How Does Construction Impact the Environment and How to Make It Greener?

After years of doom and gloom, construction industry is undergoing a resurgence in growth. This time around, there is even bigger concern for the impact that boom will have on the environment. Across the globe, we see construction companies and contractors wreaking havoc on the natural habitat and spending resources like there is no tomorrow. The good news is that winds of change are sweeping across, but we are still advancing at a sluggish pace in many areas. This is simply not acceptable, not if we want to ensure better and greener future for everyone.

A pollution behemoth

The construction industry is using millions of tons of material and producing a staggering amount of waste and air pollution. The sector in U.S. alone accounts for 160 million of non-industrial waste every year and the amount of emissions is growing. To make it worse, the negative effects also encompass climate change and drinking water pollution. Let us also not forget that according to some estimates, construction industry devours 40% of the global energy use.
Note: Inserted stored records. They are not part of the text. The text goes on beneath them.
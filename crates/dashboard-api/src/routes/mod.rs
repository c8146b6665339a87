//! REST API 라우트.
//!
//! - `/chartimg/{symbol}/{period}/{interval}`: 차트 이미지
//! - `/indeximg/{category}`: 공포/탐욕 지수 이미지
//! - `/api/quotes/{symbol}`, `/api/pages/{page}`: 시세
//! - `/api/session`: 현재 거래 세션
//! - `/health`: 헬스 체크

pub mod chart;
pub mod health;
pub mod quotes;
pub mod sentiment;
pub mod session;

use std::sync::Arc;

use axum::Router;

pub use chart::chart_router;
pub use health::{health_router, HealthResponse};
pub use quotes::{quotes_router, PageResponse, QuoteRow};
pub use sentiment::sentiment_router;
pub use session::{session_router, SessionResponse};

use crate::state::AppState;

/// 전체 라우터 생성.
pub fn create_router() -> Router<Arc<AppState>> {
    Router::new()
        .nest("/health", health_router())
        .nest("/chartimg", chart_router())
        .nest("/indeximg", sentiment_router())
        .nest("/api", quotes_router().merge(session_router()))
}

#[cfg(test)]
mod tests {
    use super::*;
    use crate::state::test_support::create_test_state;
    use axum::{
        body::Body,
        http::{Request, StatusCode},
    };
    use dashboard_core::SessionState;
    use tower::ServiceExt;

    #[tokio::test]
    async fn test_router_wires_every_endpoint() {
        let dir = tempfile::tempdir().unwrap();
        let state = Arc::new(create_test_state(dir.path(), SessionState::RegularHours));
        let app = create_router().with_state(state);

        for uri in [
            "/health",
            "/health/ready",
            "/chartimg/MSFT/1y/1wk",
            "/indeximg/crypto",
            "/api/quotes/MSFT",
            "/api/pages/index",
            "/api/session",
        ] {
            let response = app
                .clone()
                .oneshot(Request::builder().uri(uri).body(Body::empty()).unwrap())
                .await
                .unwrap();
            assert_eq!(response.status(), StatusCode::OK, "{}", uri);
        }
    }

    #[tokio::test]
    async fn test_unknown_route_is_not_found() {
        let dir = tempfile::tempdir().unwrap();
        let state = Arc::new(create_test_state(dir.path(), SessionState::RegularHours));
        let app = create_router().with_state(state);

        let response = app
            .oneshot(Request::builder().uri("/chartmap").body(Body::empty()).unwrap())
            .await
            .unwrap();
        assert_eq!(response.status(), StatusCode::NOT_FOUND);
    }
}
The problem is largely in products used in contraction projects, such as chemicals on site, diesel trucks, and non-recyclable materials. Concrete, aluminum, and steel are particularly damaging as they have “embodied energy content” and are responsible for the lion’s share of CO2 emissions. Current policies and practices of reducing pollutants and omissions are ineffective for the most part. Therefore, one the first changes must come in the form of tighter rules and regulation.
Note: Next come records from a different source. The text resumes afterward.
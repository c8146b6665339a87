//! 차트 이미지 캐시 엔진.
//!
//! 요청된 차트를 디스크에 생성하고 메타데이터를 보관합니다.
//!
//! # 동작
//!
//! - 명시적 요청은 캐시 적중 여부와 관계없이 항상 다시 생성하고 보관 기간(기본 2일)을
//!   새로 시작합니다.
//! - 백그라운드 루프는 두 주기로 캐시된 차트를 갱신합니다:
//!   - 짧은 주기(15분): 분봉 차트를 항목별 태스크로 분리 실행 (완료를 기다리지 않음).
//!     이전 틱의 갱신이 아직 실행 중인 항목은 건너뜁니다.
//!   - 긴 주기(30분): 나머지 차트를 순차 갱신 (틱 안에서 완료)
//! - 장 마감(`Closed`) 중에는 두 틱 모두 아무것도 하지 않습니다.
//! - 갱신은 보관 기간을 연장하지 않으므로 더 이상 요청되지 않는 차트는 2일 후 사라집니다.
//!
//! 파일은 같은 디렉토리의 임시 파일에 생성한 뒤 최종 경로로 rename 하므로
//! 읽는 쪽은 항상 완성된 파일만 봅니다.

use std::collections::HashSet;
use std::path::{Path, PathBuf};
use std::sync::Arc;
use std::time::Duration;

use chrono::{DateTime, Utc};
use dashboard_core::{ChartConfig, ChartKey, RefreshClass, SessionSource};
use serde::Serialize;
use tokio::sync::Mutex;
use tokio::task::JoinHandle;
use tokio::time::{interval, Instant, MissedTickBehavior};
use tokio_util::sync::CancellationToken;
use tracing::{debug, error, info, instrument, warn};

use super::store::TtlStore;
use crate::error::{DataError, Result};
use crate::provider::ChartGenerator;

/// 차트 캐시 설정.
#[derive(Debug, Clone)]
pub struct ChartCacheConfig {
    /// 차트 파일 디렉토리
    pub output_dir: PathBuf,
    /// 명시적 요청 후 보관 기간
    pub retention: Duration,
    /// 분봉 갱신 주기
    pub short_refresh: Duration,
    /// 일봉 이상 갱신 주기
    pub long_refresh: Duration,
}

impl Default for ChartCacheConfig {
    fn default() -> Self {
        Self::from(&ChartConfig::default())
    }
}

impl From<&ChartConfig> for ChartCacheConfig {
    fn from(config: &ChartConfig) -> Self {
        Self {
            output_dir: config.output_dir.clone(),
            retention: config.retention(),
            short_refresh: config.short_refresh(),
            long_refresh: config.long_refresh(),
        }
    }
}

/// 캐시된 차트 메타데이터.
#[derive(Debug, Clone, PartialEq, Serialize)]
pub struct ChartEntry {
    pub key: ChartKey,
    /// 차트 파일 경로
    pub path: PathBuf,
    /// 마지막 생성 시각
    pub generated_at: DateTime<Utc>,
}

/// 갱신 틱 통계.
#[derive(Debug, Clone, Default, PartialEq, Eq, Serialize)]
pub struct RefreshStats {
    /// 장 마감으로 틱을 건너뜀
    pub session_closed: bool,
    /// 순차 갱신 시도 수
    pub attempted: usize,
    /// 갱신 성공
    pub succeeded: usize,
    /// 갱신 실패
    pub failed: usize,
    /// 백그라운드 태스크로 분리 실행한 수
    pub dispatched: usize,
    /// 장 마감으로 건너뛴 항목 수
    pub skipped: usize,
    /// 이전 갱신이 진행 중이라 건너뛴 항목 수
    pub in_flight: usize,
    #[serde(skip)]
    pub elapsed: Duration,
}

impl RefreshStats {
    /// 통계 요약 로그 출력
    pub fn log_summary(&self, operation: &str) {
        if self.session_closed {
            debug!(operation, skipped = self.skipped, "장 마감, 차트 갱신 건너뜀");
            return;
        }

        info!(
            operation,
            attempted = self.attempted,
            succeeded = self.succeeded,
            failed = self.failed,
            dispatched = self.dispatched,
            in_flight = self.in_flight,
            elapsed = format!("{:.1}s", self.elapsed.as_secs_f64()),
            "차트 갱신 완료"
        );
    }
}

struct ChartEngine {
    config: ChartCacheConfig,
    store: TtlStore<String, ChartEntry>,
    generator: Arc<dyn ChartGenerator>,
    session: Arc<dyn SessionSource>,
    /// 분리 실행 중인 분봉 갱신 (파일명)
    in_flight: Mutex<HashSet<String>>,
}

impl ChartEngine {
    fn final_path(&self, key: &ChartKey) -> PathBuf {
        self.config.output_dir.join(key.file_name())
    }

    /// 임시 파일에 생성 후 최종 경로로 교체합니다.
    ///
    /// 임시 파일은 숨김 파일이며 확장자는 `.png`를 유지합니다.
    async fn regenerate(&self, key: &ChartKey) -> Result<ChartEntry> {
        tokio::fs::create_dir_all(&self.config.output_dir).await?;

        let final_path = self.final_path(key);
        let file_name = key.file_name();
        let stem = file_name.trim_end_matches(".png");
        let temp_path = self
            .config
            .output_dir
            .join(format!(".{}.{}.png", stem, uuid::Uuid::new_v4().simple()));

        if let Err(e) = self.generator.generate(key, &temp_path).await {
            discard(&temp_path).await;
            return Err(e);
        }

        if tokio::fs::metadata(&temp_path).await.is_err() {
            return Err(DataError::Generation {
                key: key.to_string(),
                message: "생성기가 파일을 만들지 않음".to_string(),
            });
        }

        if let Err(e) = tokio::fs::rename(&temp_path, &final_path).await {
            discard(&temp_path).await;
            return Err(e.into());
        }

        Ok(ChartEntry {
            key: key.clone(),
            path: final_path,
            generated_at: Utc::now(),
        })
    }

    /// 항목을 다시 생성하고 값만 교체합니다 (만료 시각 유지).
    async fn refresh_entry(&self, name: &str, key: &ChartKey) -> Result<()> {
        let entry = self.regenerate(key).await?;
        if !self.store.replace_value(&name.to_string(), entry).await {
            debug!(key = %key, "갱신 중 항목 만료됨");
        }
        Ok(())
    }

    /// 틱 시작 공통 처리: 만료 항목 제거 후 세션 확인.
    ///
    /// 장 마감이면 `None`과 함께 통계를 반환합니다.
    async fn begin_tick(
        &self,
        class: RefreshClass,
    ) -> (RefreshStats, Option<Vec<(String, ChartKey)>>) {
        self.store.purge_expired().await;
        let mut stats = RefreshStats::default();

        let targets: Vec<(String, ChartKey)> = self
            .store
            .snapshot()
            .await
            .into_iter()
            .filter(|(_, entry)| entry.key.refresh_class() == class)
            .map(|(name, entry)| (name, entry.key))
            .collect();

        if self.session.current_session().is_closed() {
            stats.session_closed = true;
            stats.skipped = targets.len();
            return (stats, None);
        }

        (stats, Some(targets))
    }

    async fn refresh_short(self: &Arc<Self>) -> RefreshStats {
        let started = Instant::now();
        let (mut stats, targets) = self.begin_tick(RefreshClass::Short).await;

        for (name, key) in targets.unwrap_or_default() {
            if !self.in_flight.lock().await.insert(name.clone()) {
                debug!(key = %key, "이전 분봉 갱신 진행 중, 건너뜀");
                stats.in_flight += 1;
                continue;
            }

            let engine = Arc::clone(self);
            tokio::spawn(async move {
                if let Err(e) = engine.refresh_entry(&name, &key).await {
                    warn!(key = %key, error = %e, "분봉 차트 갱신 실패");
                }
                engine.in_flight.lock().await.remove(&name);
            });
            stats.dispatched += 1;
        }

        stats.elapsed = started.elapsed();
        stats
    }

    async fn refresh_long(&self) -> RefreshStats {
        let started = Instant::now();
        let (mut stats, targets) = self.begin_tick(RefreshClass::Long).await;

        for (name, key) in targets.unwrap_or_default() {
            stats.attempted += 1;
            match self.refresh_entry(&name, &key).await {
                Ok(()) => stats.succeeded += 1,
                Err(e) => {
                    stats.failed += 1;
                    warn!(key = %key, error = %e, "차트 갱신 실패");
                }
            }
        }

        stats.elapsed = started.elapsed();
        stats
    }
}

async fn discard(path: &Path) {
    if let Err(e) = tokio::fs::remove_file(path).await {
        if e.kind() != std::io::ErrorKind::NotFound {
            warn!(path = %path.display(), error = %e, "임시 차트 파일 삭제 실패");
        }
    }
}

/// 차트 캐시 엔진.
pub struct ChartCache {
    engine: Arc<ChartEngine>,
    shutdown_token: CancellationToken,
    refresh_task: Mutex<Option<JoinHandle<()>>>,
}

impl ChartCache {
    /// 엔진을 생성하고 백그라운드 갱신 루프를 시작합니다.
    ///
    /// tokio 런타임 안에서 호출해야 합니다.
    pub fn new(
        config: ChartCacheConfig,
        generator: Arc<dyn ChartGenerator>,
        session: Arc<dyn SessionSource>,
    ) -> Self {
        let mut cache = Self::without_refresh(config, generator, session);
        let handle = spawn_refresh_loop(Arc::clone(&cache.engine), cache.shutdown_token.clone());
        cache.refresh_task = Mutex::new(Some(handle));
        cache
    }

    /// 백그라운드 갱신 없이 엔진을 생성합니다.
    pub fn without_refresh(
        config: ChartCacheConfig,
        generator: Arc<dyn ChartGenerator>,
        session: Arc<dyn SessionSource>,
    ) -> Self {
        let store = TtlStore::new(Some(config.retention));
        Self {
            engine: Arc::new(ChartEngine {
                config,
                store,
                generator,
                session,
                in_flight: Mutex::new(HashSet::new()),
            }),
            shutdown_token: CancellationToken::new(),
            refresh_task: Mutex::new(None),
        }
    }

    pub fn config(&self) -> &ChartCacheConfig {
        &self.engine.config
    }

    /// 차트를 요청합니다.
    ///
    /// 캐시 적중이어도 항상 다시 생성하며, 성공하면 보관 기간을 새로 시작합니다.
    /// 생성에 실패하면 항목을 쓰지 않습니다.
    #[instrument(skip(self, key), fields(key = %key))]
    pub async fn request(&self, key: &ChartKey) -> Result<ChartEntry> {
        let entry = self.engine.regenerate(key).await.map_err(|e| {
            error!(error = %e, "차트 생성 실패");
            e
        })?;

        self.engine
            .store
            .set_default(key.file_name(), entry.clone())
            .await;

        info!(path = %entry.path.display(), "차트 생성 완료");
        Ok(entry)
    }

    /// 문자열 토큰으로 차트를 요청합니다.
    pub async fn request_chart(
        &self,
        symbol: &str,
        period: &str,
        interval: &str,
    ) -> Result<ChartEntry> {
        let key = ChartKey::parse(symbol, period, interval)?;
        self.request(&key).await
    }

    /// 차트를 요청하고 파일 내용을 반환합니다.
    pub async fn chart_bytes(&self, symbol: &str, period: &str, interval: &str) -> Result<Vec<u8>> {
        let key = ChartKey::parse(symbol, period, interval)?;
        self.request(&key).await?;

        let entry = self
            .engine
            .store
            .get(&key.file_name())
            .await
            .ok_or_else(|| DataError::NotFound(format!("차트 캐시 없음: {}", key)))?;

        Ok(tokio::fs::read(&entry.path).await?)
    }

    /// 캐시 항목 조회 (생성하지 않음).
    pub async fn get(&self, key: &ChartKey) -> Option<ChartEntry> {
        self.engine.store.get(&key.file_name()).await
    }

    /// 짧은 주기 틱: 분봉 차트를 분리된 태스크로 갱신합니다.
    pub async fn refresh_short_intervals(&self) -> RefreshStats {
        self.engine.refresh_short().await
    }

    /// 긴 주기 틱: 나머지 차트를 순차 갱신합니다.
    pub async fn refresh_long_intervals(&self) -> RefreshStats {
        self.engine.refresh_long().await
    }

    /// 만료되지 않은 항목 수.
    pub async fn len(&self) -> usize {
        self.engine.store.len().await
    }

    pub async fn is_empty(&self) -> bool {
        self.len().await == 0
    }

    /// 현재 항목 목록 (파일명 순).
    pub async fn entries(&self) -> Vec<ChartEntry> {
        let mut entries = self.engine.store.snapshot().await;
        entries.sort_by(|a, b| a.0.cmp(&b.0));
        entries.into_iter().map(|(_, entry)| entry).collect()
    }

    /// 갱신 루프를 멈추고 캐시를 비웁니다.
    ///
    /// 여러 번 호출해도 안전합니다. 이미 분리 실행된 갱신 태스크는 취소하지 않습니다.
    pub async fn shutdown(&self) {
        self.shutdown_token.cancel();

        let handle = self.refresh_task.lock().await.take();
        if let Some(handle) = handle {
            if let Err(e) = handle.await {
                error!(error = %e, "차트 갱신 루프 종료 실패");
            }
        }

        self.engine.store.flush().await;
        info!("차트 캐시 종료");
    }
}

impl Drop for ChartCache {
    fn drop(&mut self) {
        self.shutdown_token.cancel();
    }
}

fn spawn_refresh_loop(
    engine: Arc<ChartEngine>,
    shutdown_token: CancellationToken,
) -> JoinHandle<()> {
    tokio::spawn(async move {
        info!(
            short_secs = engine.config.short_refresh.as_secs(),
            long_secs = engine.config.long_refresh.as_secs(),
            "차트 갱신 루프 시작"
        );

        let mut short_tick = interval(engine.config.short_refresh);
        let mut long_tick = interval(engine.config.long_refresh);
        short_tick.set_missed_tick_behavior(MissedTickBehavior::Delay);
        long_tick.set_missed_tick_behavior(MissedTickBehavior::Delay);

        // 첫 tick은 즉시 발생하므로 건너뜀
        short_tick.tick().await;
        long_tick.tick().await;

        loop {
            tokio::select! {
                biased;
                _ = shutdown_token.cancelled() => {
                    info!("차트 갱신 루프: 종료 시그널 수신");
                    break;
                }
                _ = short_tick.tick() => {
                    engine.refresh_short().await.log_summary("short");
                }
                _ = long_tick.tick() => {
                    engine.refresh_long().await.log_summary("long");
                }
            }
        }

        info!("차트 갱신 루프 종료됨");
    })
}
It should be noted that countries like Australia are moving away from traditional, government intervention model. They are transitioning towards innovative models of sustainable procurement. It encourages private, public, and third-sector organizations to work together and leave a positive legacy to community. Many contractors and dependable home builders in Sydney and other major cities are awakening to this new reality. Situation in regional and remote communities is improving as well.

Turning a new leaf

And yet, that is not enough. Materials need to be used to minimize the environmental footprint. Sustainability must be engraved into every building block and design concept, right from the get-go.  Adhering to EPA’s principle of “protecting the environment comes first” is not really optional. So, businesses must make an effort to fully incorporate eco-friendliness into contractor orientation process. Some of the crucial rules are related to erosion and sediment controls, as well as soil stabilization.

Along the similar lines, putting the pollution prevention measures in place is paramount. These mechanisms mitigate the impact of chemicals in construction processes. Their goal is to ensure that pollutants are discharged correctly and safely from all equipment used on sites, including vehicles. Moreover, notice that some discharges are prohibited. These instances involve wastewater from washout of concrete and discharge from fossil fuels and oils.

Rise of green building

The lodestar everyone needs to follow is green building. This sector is growing rapidly and shifting the urban landscape of today. It encompasses a set of best practices that promote the use of recyclable and environmentally-friendly materials. Furthermore, green buildings are designed to keep operating costs and energy requirements low. They also use renewable and clean energy sources, such as solar power. One of the most daring innovations is the concept of passive and zero-net buildings.

The latter one completely eliminates grid dependency and even generates a surplus of green power. This only goes to show what is possible to achieve with clear vision, commitment, and ingenuity. And hopefully, this is just the beginning. More stunning changes are on the horizon, such as wooden skyscrapers. Once policy-makers come on board with the agenda, we can make strides towards this green frontier. There are many more hurdles to overcome, but at least we are moving in the right direction.

A fresh restart

If there was ever any doubt, today the situation is as clear as a day. We must stop laying waste to the environment in order to expand our residential and industrial areas in a new way. Everyone stands to benefit from transformation— businesses, governments, inhabitants, and Mother Nature. So, it is high time for conduction industry to embrace suitability and energy-efficiency as foundations for residential and commercial projects of all shapes and sizes. We need nothing short of a revolution, complete pivot to green building.